*** Records supplied ***

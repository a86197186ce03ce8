// Copyright (c) 2025-2026 Adrian Robinson. Licensed under the AGPL-3.0.
// See LICENSE file in the project root for full license text.

//! Eviction permit accounting.
//!
//! The keeper compares the current registry size against an *expected*
//! baseline, the high-water mark of the healthy regime. With an allowed drop
//! of `p` percent, evictions may take the registry down to
//! `expected * (100 - p) / 100` and never below one instance.
//!
//! Permits are pull-based: the writer `request`s as many as it has queued
//! items, receives what is currently allowed, and the rest is buffered as
//! pending demand that is granted on later size observations.
//!
//! # Example
//!
//! ```
//! use service_registry::eviction::is_eviction_allowed;
//!
//! // 10 expected, 20% allowed drop: the floor is 8.
//! assert!(is_eviction_allowed(9, 10, 20));
//! assert!(!is_eviction_allowed(8, 10, 20));
//!
//! // Never evict the last instance, and 0% disables eviction.
//! assert!(!is_eviction_allowed(1, 1, 100));
//! assert!(!is_eviction_allowed(10, 10, 0));
//! ```

use tokio::sync::watch;
use tracing::{debug, info, warn};

use crate::metrics;

/// Whether removing one more instance keeps `current` within the allowed
/// drop from `expected`.
pub fn is_eviction_allowed(current: usize, expected: usize, allowed_percentage_drop: u8) -> bool {
    max_evictions(current, expected, allowed_percentage_drop) > 0
}

/// Largest number of removals from `current` that stays at or above the
/// floor, capped so the last instance is never evicted.
fn max_evictions(current: usize, expected: usize, allowed_percentage_drop: u8) -> usize {
    let pct = allowed_percentage_drop.min(100) as i128;
    if pct == 0 || current <= 1 {
        return 0;
    }
    let headroom = current as i128 * 100 - expected as i128 * (100 - pct);
    if headroom <= 0 {
        return 0;
    }
    let k = (headroom / 100) as usize;
    k.min(current - 1)
}

/// Grants eviction permits against the registry size feed.
pub struct EvictionQuotaKeeper {
    allowed_percentage_drop: u8,
    expected: usize,
    current: usize,
    /// Requested but not yet granted
    pending: usize,
    /// Granted but not yet consumed by a removal
    outstanding: usize,
    feed: watch::Receiver<usize>,
    feed_lost: bool,
    self_preservation: bool,
}

impl EvictionQuotaKeeper {
    pub fn new(allowed_percentage_drop: u8, mut feed: watch::Receiver<usize>) -> Self {
        let size = *feed.borrow_and_update();
        Self {
            allowed_percentage_drop: allowed_percentage_drop.min(100),
            expected: size,
            current: size,
            pending: 0,
            outstanding: 0,
            feed,
            feed_lost: false,
            self_preservation: false,
        }
    }

    pub fn expected(&self) -> usize {
        self.expected
    }

    pub fn current(&self) -> usize {
        self.current
    }

    /// Demand not yet granted.
    pub fn pending(&self) -> usize {
        self.pending
    }

    pub fn outstanding(&self) -> usize {
        self.outstanding
    }

    pub fn is_feed_lost(&self) -> bool {
        self.feed_lost
    }

    /// Evictions are being held back by the quota.
    pub fn is_in_self_preservation(&self) -> bool {
        self.self_preservation
    }

    /// Permits that could be granted right now.
    pub fn allowance(&self) -> usize {
        if self.feed_lost {
            return 0;
        }
        max_evictions(self.current, self.expected, self.allowed_percentage_drop)
            .saturating_sub(self.outstanding)
    }

    /// Add `n` to the demand and return how many permits are granted now.
    pub fn request(&mut self, n: usize) -> usize {
        self.pending += n;
        self.poll_size()
    }

    /// Retract demand for `n` items cancelled before removal. Demand that
    /// was already granted is returned as unused permits.
    pub fn withdraw(&mut self, n: usize) {
        let from_pending = n.min(self.pending);
        self.pending -= from_pending;
        let rest = n - from_pending;
        self.outstanding = self.outstanding.saturating_sub(rest);
        self.update_self_preservation();
    }

    /// Record that a granted permit was used for a removal.
    pub fn consume(&mut self) {
        self.outstanding = self.outstanding.saturating_sub(1);
    }

    /// Lower the baseline for instances that left gracefully; those are
    /// not a drop the registry should preserve against.
    pub fn release_expected(&mut self, n: usize) {
        self.expected = self.expected.saturating_sub(n);
    }

    /// Pick up any new size from the feed and grant what it now allows.
    pub fn poll_size(&mut self) -> usize {
        if !self.feed_lost {
            match self.feed.has_changed() {
                Ok(true) => {
                    let size = *self.feed.borrow_and_update();
                    self.observe(size);
                }
                Ok(false) => {}
                Err(_) => {
                    self.feed_lost = true;
                    warn!(
                        pending = self.pending,
                        "Registry size feed ended; evictions disallowed until reattached"
                    );
                }
            }
        }
        self.grant()
    }

    /// Resume after the size feed was lost.
    pub fn reattach(&mut self, mut feed: watch::Receiver<usize>) -> usize {
        let size = *feed.borrow_and_update();
        self.feed = feed;
        if self.feed_lost {
            info!(size, "Registry size feed reattached");
        }
        self.feed_lost = false;
        self.observe(size);
        self.grant()
    }

    fn observe(&mut self, size: usize) {
        self.current = size;
        if size > self.expected {
            debug!(from = self.expected, to = size, "Expected registry size raised");
            self.expected = size;
        }
    }

    fn grant(&mut self) -> usize {
        let granted = self.pending.min(self.allowance());
        self.pending -= granted;
        self.outstanding += granted;
        self.update_self_preservation();
        granted
    }

    fn update_self_preservation(&mut self) {
        let active = self.pending > 0;
        if active == self.self_preservation {
            return;
        }
        self.self_preservation = active;
        metrics::set_self_preservation(active);
        if active {
            info!(
                expected = self.expected,
                current = self.current,
                pending = self.pending,
                allowed_percentage_drop = self.allowed_percentage_drop,
                "Entering self-preservation"
            );
        } else {
            info!(current = self.current, "Leaving self-preservation");
        }
    }
}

***

### Work to be completed:
Some lines of the records above may hold the word "reattached". Report how many, and nothing else.

### Output of the task:
2